Ve inanın, bir köleye sahip olmak, bir efendiye ait olmaktan daha yorucudur çoğu zaman…
Yaşamak, korkusuzca yürümek demektir. Birbirini takip eden binlerce adımından bir tanesinde bile tereddüt etsen peşindeki adımlar da dolanır birbirine… En çok da ayakların bağlıysa bir zincire. Ötesi; bir ayağın, öbürünün zinciriyse… Budur en büyük kölelik!”
Derme çatma harflerin karanlıkta erimeye başladığını fark etti. Karanlık odasına öyle sinsi girmişti ki akşam olduğunu idrak edemedi. Başını göğe kaldırdı pencereden. Üzerini parıltılarla örten karanlığı seyretti. Yıldızlar nasıl da ahênkli, karanlık nasıl da kucaklayıcıydı! İnsana ölümü arzulatan ve mütemadî bir karanlığa hapsolma isteğiyle yakan, delirten, özgürleştiren bir karanlık… İçini dolduran hislerle hemen yazmaya başladı:
“Bir boş vermişlik çökmüş tüm ruhumun üstüne; simsiyah, kapkaranlık bir bilmece: Boş vermişlikler mi kurtarır anlamlardan bizi? Yoksa anlamlar mı parçalar boş vermişliği?..
Konuşmak, anlatmak… Hangisinin var ki gücü, bizi yalnızlıktan kurtarmaya: dinleyen bu kelimelerin aynı nehrinde yıkanmadıktan sonra…”
Kalemi bıraktı elinden. İçinden yükselen ezici sıkıntı hayli yoğunlaşmaya başlamıştı. Parmakları kalemi tutamayacak kadar güçsüzleşmiş; zihni, kelimeleri yakalayamayacak kadar yorulmuştu sanki. Kendini zorladı; bir cümle, birkaç kelime daha çiziktirebilmek için büyük bir güç harcadı. Ama içindeki his düşünmesini engelliyordu, içindeki his yaşamasını engelliyordu. Sadece oturmak ve sessizliği seyretmek istiyordu sanki.

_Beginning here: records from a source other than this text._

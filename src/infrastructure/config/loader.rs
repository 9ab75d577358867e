use anyhow::{Context, Result};
use figment::providers::{Env, Format, Serialized, Yaml};
use figment::Figment;
use std::path::Path;
use thiserror::Error;

use crate::domain::models::Config;

/// Project-local config file picked up from the working directory when present.
pub const LOCAL_CONFIG_FILE: &str = ".itersearch.yaml";

/// Prefix of environment variable overrides (`ITERSEARCH_SEARCH__THREADS=8`).
pub const ENV_PREFIX: &str = "ITERSEARCH_";

/// Configuration error types
#[derive(Error, Debug, PartialEq)]
pub enum ConfigError {
    #[error("Invalid threads: {0}. Must be at least 1")]
    InvalidThreads(u32),

    #[error("Invalid max_rounds: {0}. Must be at least 1")]
    InvalidMaxRounds(u32),

    #[error("Invalid min_percent_increase: {0}. Must be a finite, non-negative number")]
    InvalidPercentIncrease(f64),

    #[error("Invalid sensitivity: {0}. Must be positive")]
    InvalidSensitivity(f64),

    #[error("Output basename cannot be empty")]
    EmptyBasename,

    #[error("Path to the {0} executable cannot be empty")]
    EmptyToolPath(&'static str),

    #[error("Invalid region of interest: start ({0}) is after end ({1})")]
    InvalidRegion(u32, u32),

    #[error("Filtering is enabled but no reference sequences were given")]
    MissingFilterRefs,

    #[error("Invalid log level: {0}. Must be one of: trace, debug, info, warn, error")]
    InvalidLogLevel(String),

    #[error("Invalid log format: {0}. Must be one of: pretty, compact, json")]
    InvalidLogFormat(String),
}

/// Configuration loader with hierarchical merging
pub struct ConfigLoader;

impl ConfigLoader {
    /// Load configuration with hierarchical merging
    ///
    /// Precedence (lowest to highest):
    /// 1. Programmatic defaults (Serialized)
    /// 2. `.itersearch.yaml` in the working directory (optional)
    /// 3. `explicit` config file (`--config`)
    /// 4. Environment variables (`ITERSEARCH_*` prefix)
    ///
    /// Command line flags are applied by the caller afterwards, so the
    /// result is not validated here.
    pub fn load(explicit: Option<&Path>) -> Result<Config> {
        let mut figment = Figment::new()
            .merge(Serialized::defaults(Config::default()))
            .merge(Yaml::file(LOCAL_CONFIG_FILE));

        if let Some(path) = explicit {
            if !path.exists() {
                anyhow::bail!("Config file {} does not exist", path.display());
            }
            figment = figment.merge(Yaml::file(path));
        }

        figment
            .merge(Env::prefixed(ENV_PREFIX).split("__"))
            .extract()
            .context("Failed to extract configuration from figment")
    }

    /// Validate the fully merged configuration
    pub fn validate(config: &Config) -> Result<(), ConfigError> {
        if config.search.threads == 0 {
            return Err(ConfigError::InvalidThreads(config.search.threads));
        }

        if config.search.sensitivity <= 0.0 || !config.search.sensitivity.is_finite() {
            return Err(ConfigError::InvalidSensitivity(config.search.sensitivity));
        }

        if config.convergence.max_rounds == 0 {
            return Err(ConfigError::InvalidMaxRounds(config.convergence.max_rounds));
        }

        let percent = config.convergence.min_percent_increase;
        if percent < 0.0 || !percent.is_finite() {
            return Err(ConfigError::InvalidPercentIncrease(percent));
        }

        if config.output.basename.trim().is_empty() {
            return Err(ConfigError::EmptyBasename);
        }

        let tools = [
            ("mmseqs", &config.tools.mmseqs),
            ("grep_ids", &config.tools.grep_ids),
            ("anti_grep_ids", &config.tools.anti_grep_ids),
        ];
        for (name, path) in tools {
            if path.is_empty() {
                return Err(ConfigError::EmptyToolPath(name));
            }
        }

        let filter = &config.filter;
        if filter.enabled {
            if filter.exe.is_empty() {
                return Err(ConfigError::EmptyToolPath("filter"));
            }
            if filter.refs.is_none() {
                return Err(ConfigError::MissingFilterRefs);
            }
            if filter.roi_start > filter.roi_end {
                return Err(ConfigError::InvalidRegion(filter.roi_start, filter.roi_end));
            }
        }

        let valid_log_levels = ["trace", "debug", "info", "warn", "error"];
        if !valid_log_levels.contains(&config.logging.level.as_str()) {
            return Err(ConfigError::InvalidLogLevel(config.logging.level.clone()));
        }

        let valid_log_formats = ["pretty", "compact", "json"];
        if !valid_log_formats.contains(&config.logging.format.as_str()) {
            return Err(ConfigError::InvalidLogFormat(config.logging.format.clone()));
        }

        Ok(())
    }
}

#[cfg(test)]
mod tests {
    use super::*;
    use std::io::Write;
    use std::path::PathBuf;
    use tempfile::NamedTempFile;

    fn yaml_file(contents: &str) -> NamedTempFile {
        let mut file = NamedTempFile::new().unwrap();
        write!(file, "{contents}").unwrap();
        file.flush().unwrap();
        file
    }

    #[test]
    fn test_default_config_is_valid() {
        let config = Config::default();
        assert_eq!(config.search.threads, 1);
        assert_eq!(config.convergence.max_rounds, 10);
        assert_eq!(config.logging.level, "info");
        ConfigLoader::validate(&config).expect("Default config should be valid");
    }

    #[test]
    fn test_load_explicit_file() {
        let file = yaml_file(
            "output:\n  basename: rnr\nsearch:\n  threads: 6\n  sensitivity: 7.5\nconvergence:\n  max_rounds: 4\n",
        );

        let config = ConfigLoader::load(Some(file.path())).unwrap();
        ConfigLoader::validate(&config).unwrap();
        assert_eq!(config.output.basename, "rnr");
        assert_eq!(config.search.threads, 6);
        assert!((config.search.sensitivity - 7.5).abs() < f64::EPSILON);
        assert_eq!(config.convergence.max_rounds, 4);
        assert!((config.convergence.min_percent_increase - 10.0).abs() < f64::EPSILON);
    }

    #[test]
    fn test_explicit_file_with_invalid_values_fails_validation() {
        let file = yaml_file("search:\n  threads: 0\n");
        let config = ConfigLoader::load(Some(file.path())).unwrap();
        let err = ConfigLoader::validate(&config).unwrap_err();
        assert_eq!(err, ConfigError::InvalidThreads(0));
        assert!(err.to_string().contains("Invalid threads"));
    }

    #[test]
    fn test_env_overrides_file() {
        let file = yaml_file("search:\n  threads: 2\nlogging:\n  level: warn\n");

        temp_env::with_vars(
            [
                ("ITERSEARCH_SEARCH__THREADS", Some("12")),
                ("ITERSEARCH_CONVERGENCE__MIN_PERCENT_INCREASE", Some("2.5")),
            ],
            || {
                let config = ConfigLoader::load(Some(file.path())).unwrap();
                assert_eq!(config.search.threads, 12, "Environment should win");
                assert!((config.convergence.min_percent_increase - 2.5).abs() < f64::EPSILON);
                assert_eq!(config.logging.level, "warn", "File value should persist");
            },
        );
    }

    #[test]
    fn test_missing_explicit_file_is_an_error() {
        let err = ConfigLoader::load(Some(Path::new("/nonexistent/itersearch.yaml"))).unwrap_err();
        assert!(err.to_string().contains("does not exist"));
    }

    #[test]
    fn test_validate_zero_threads() {
        let mut config = Config::default();
        config.search.threads = 0;
        assert_eq!(
            ConfigLoader::validate(&config),
            Err(ConfigError::InvalidThreads(0))
        );
    }

    #[test]
    fn test_validate_zero_max_rounds() {
        let mut config = Config::default();
        config.convergence.max_rounds = 0;
        assert_eq!(
            ConfigLoader::validate(&config),
            Err(ConfigError::InvalidMaxRounds(0))
        );
    }

    #[test]
    fn test_validate_percent_increase() {
        let mut config = Config::default();
        config.convergence.min_percent_increase = -1.0;
        assert!(matches!(
            ConfigLoader::validate(&config),
            Err(ConfigError::InvalidPercentIncrease(_))
        ));

        config.convergence.min_percent_increase = f64::NAN;
        assert!(matches!(
            ConfigLoader::validate(&config),
            Err(ConfigError::InvalidPercentIncrease(_))
        ));

        config.convergence.min_percent_increase = 0.0;
        assert!(ConfigLoader::validate(&config).is_ok());
    }

    #[test]
    fn test_validate_sensitivity() {
        let mut config = Config::default();
        config.search.sensitivity = 0.0;
        assert!(matches!(
            ConfigLoader::validate(&config),
            Err(ConfigError::InvalidSensitivity(_))
        ));
    }

    #[test]
    fn test_validate_empty_basename_and_tools() {
        let mut config = Config::default();
        config.output.basename = "  ".to_string();
        assert_eq!(ConfigLoader::validate(&config), Err(ConfigError::EmptyBasename));

        let mut config = Config::default();
        config.tools.anti_grep_ids = String::new();
        assert_eq!(
            ConfigLoader::validate(&config),
            Err(ConfigError::EmptyToolPath("anti_grep_ids"))
        );
    }

    #[test]
    fn test_validate_filter() {
        let mut config = Config::default();
        config.filter.enabled = true;
        assert_eq!(
            ConfigLoader::validate(&config),
            Err(ConfigError::MissingFilterRefs)
        );

        config.filter.refs = Some(PathBuf::from("refs.fa"));
        config.filter.roi_start = 700;
        assert_eq!(
            ConfigLoader::validate(&config),
            Err(ConfigError::InvalidRegion(700, 625))
        );

        config.filter.roi_start = 437;
        assert!(ConfigLoader::validate(&config).is_ok());
    }

    #[test]
    fn test_disabled_filter_is_not_checked() {
        let mut config = Config::default();
        config.filter.roi_start = 900;
        assert!(ConfigLoader::validate(&config).is_ok());
    }

    #[test]
    fn test_validate_logging() {
        let mut config = Config::default();
        config.logging.level = "verbose".to_string();
        assert_eq!(
            ConfigLoader::validate(&config),
            Err(ConfigError::InvalidLogLevel("verbose".to_string()))
        );

        let mut config = Config::default();
        config.logging.format = "xml".to_string();
        assert_eq!(
            ConfigLoader::validate(&config),
            Err(ConfigError::InvalidLogFormat("xml".to_string()))
        );
    }
}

Bir saat kadar öylece oturduktan sonra, en azından eski yazdıklarımı okuyayım diyerek defterini tekrardan açıp göz gezdirmeye başladı:
“Bir sıkıntı yaşıyor içimde: Kelimelerin mübalağa yansıtan çağlayanlarından uzak. İçimin en dibinde o, hatta gitgide daha da içselleştiriyor onu zihnim. Bu duyduğum yakın bir gelecekten gelen, varlığını tümüyle bildiğim ama gözlerimi gerçekliğinden ısrarla kaçırdığım bir hüsranın ayak sesleri mi yoksa?
Yeniden prangalar mı şakırdıyor, yeniden zincirler mi tıngırdayacak? Hayır! Yeni insanlara kuvvetim yok benim. Zamanında, prangalı bir benlikten doğdu ufuksuz bir tecessüs. İstediğim yere kadar uzanabiliyorum onun kanatlarında. Yine de sonunda, kendimden başka bir şey değildi hasadım…”
Oturduğu yerde tekrar düşünmeye başladı. İçinden yazmak istediği şeyler geçiyordu ama sanki ne yazacağını, nereden başlayacağını bilmiyordu. Birkaç satır yazdı, sonra üstünü çizdi. Sonra durup tekrar düşünmeye başladı. Karanlık, diyordu, içimi karanlık kaplıyor. Evet, diye düşündü, bunu yazmalıyım. Ne yazmalıyım? Kendisi de bilmiyordu ki… Tekrar düşündü, düşündü ve tekrar düşünürken belki de saatler geçti. Ama sonunda eline kalemi alıp yazmaya başladı:
“Karanlıkta bir adam, belli belirsiz seçiliyordu. İlerliyordu, karanlığı tırnaklayarak; şüphesiz, kendi aydınlığını arıyordu. Aradığı, karanlıktan çıkmak için seçeceği bir delik değildi; bilhassa, aydınlığı sokmak istiyordu kendi karanlığına… Sahi, karanlığın gizemliliğindeki aydınlığı görebilmek için ne keskin gözleri olmalı insanın.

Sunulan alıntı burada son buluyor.